(Dataset items)

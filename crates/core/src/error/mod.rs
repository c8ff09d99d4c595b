mod config;
mod inventory;

pub use config::ConfigurationError;
pub use inventory::InventoryError;
use thiserror::Error;

#[derive(Error, Debug)]
pub enum Error {
    #[error(transparent)]
    InputOutput(#[from] std::io::Error),

    #[error(transparent)]
    Json(#[from] serde_json::Error),

    #[error(transparent)]
    Configuration(#[from] ConfigurationError),

    #[error(transparent)]
    Inventory(#[from] InventoryError),

    #[error("authorization denied: {operation}")]
    Authorization { operation: String },

    #[error("authentication failed")]
    Authentication,

    #[error("rate limit or quota exceeded")]
    Quota,

    #[error("transient error during {operation_name}")]
    Transient { operation_name: String },

    #[error("unexpected error during {operation_name}: {detail}")]
    Unknown {
        operation_name: String,
        detail: String,
    },
}

pub type Result<T> = std::result::Result<T, Error>;

/// What the listing loop does with a failure. None of these surface to the
/// caller; they only decide how many rows the caller ends up with.
#[derive(Debug, Clone, Copy, PartialEq, Eq)]
pub enum Disposition {
    /// Stop the whole listing. Rows already streamed stay streamed.
    Abort,
    /// Stop paging the current region and move on to the next one.
    SkipRegion,
    /// Drop the offending item and carry on.
    Ignore,
}

pub fn classify(error: &Error) -> Disposition {
    match error {
        Error::InputOutput(_)
        | Error::Json(_)
        | Error::Configuration(_)
        | Error::Authentication => Disposition::Abort,

        Error::Inventory(inventory_error) => match inventory_error {
            InventoryError::RegionDiscoveryFailed { .. } => Disposition::Abort,
            InventoryError::RegionClientFailed { .. }
            | InventoryError::PageFetchFailed { .. }
            | InventoryError::MissingField { .. } => Disposition::SkipRegion,
            InventoryError::MissingRegionName => Disposition::Ignore,
        },

        // a provider error that was not wrapped with the listing step it came from
        Error::Authorization { .. }
        | Error::Quota
        | Error::Transient { .. }
        | Error::Unknown { .. } => Disposition::SkipRegion,
    }
}

#[cfg(test)]
mod tests {
    use super::*;

    fn page_failure(source: Error) -> Error {
        InventoryError::PageFetchFailed {
            region_name: "eu-west-1".to_string(),
            source: Box::new(source),
        }
        .into()
    }

    #[test]
    fn discovery_failure_aborts() {
        let error: Error = InventoryError::RegionDiscoveryFailed {
            source: Box::new(Error::Quota),
        }
        .into();
        assert_eq!(classify(&error), Disposition::Abort);
    }

    #[test]
    fn page_and_validation_failures_skip_region() {
        let missing: Error = InventoryError::MissingField {
            field: "instance_id",
        }
        .into();
        let client: Error = InventoryError::RegionClientFailed {
            region_name: "eu-west-1".to_string(),
            source: Box::new(Error::Transient {
                operation_name: "DescribeInstances".to_string(),
            }),
        }
        .into();

        assert_eq!(classify(&page_failure(Error::Quota)), Disposition::SkipRegion);
        assert_eq!(
            classify(&page_failure(Error::Authentication)),
            Disposition::SkipRegion
        );
        assert_eq!(classify(&missing), Disposition::SkipRegion);
        assert_eq!(classify(&client), Disposition::SkipRegion);
        assert_eq!(classify(&Error::Quota), Disposition::SkipRegion);
    }

    #[test]
    fn page_failure_keeps_provider_error() {
        let error = page_failure(Error::Quota);

        let Error::Inventory(inventory_error) = &error else {
            panic!("expected an inventory error, got {error:?}");
        };
        assert!(matches!(inventory_error.provider_error(), Some(Error::Quota)));

        let source = std::error::Error::source(&error).unwrap();
        assert!(matches!(
            source.downcast_ref::<Box<Error>>().map(|boxed| &**boxed),
            Some(Error::Quota)
        ));
        assert_eq!(
            error.to_string(),
            "failed to get page in region eu-west-1: rate limit or quota exceeded"
        );
    }

    #[test]
    fn setup_failures_abort() {
        assert_eq!(classify(&Error::Authentication), Disposition::Abort);
        assert_eq!(
            classify(
                &ConfigurationError::TypeMismatch {
                    reason: "not an object".to_string()
                }
                .into()
            ),
            Disposition::Abort
        );
    }

    #[test]
    fn nameless_region_is_ignored() {
        let error: Error = InventoryError::MissingRegionName.into();
        assert_eq!(classify(&error), Disposition::Ignore);
    }

    #[test]
    fn missing_field_names_the_field() {
        let error: Error = InventoryError::MissingField {
            field: "client_token",
        }
        .into();
        assert_eq!(
            error.to_string(),
            "instance missing required field: client_token"
        );
    }
}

__TASK STATEMENT__. Begin with the line that contains "let error: Error = InventoryError::MissingField" and end with the last line of the records; set down every line in that span exactly, and nothing else.

__WORKED SOLUTION__.
        let error: Error = InventoryError::MissingField {
            field: "client_token",
        }
        .into();
        assert_eq!(
            error.to_string(),
            "instance missing required field: client_token"
        );
    }
}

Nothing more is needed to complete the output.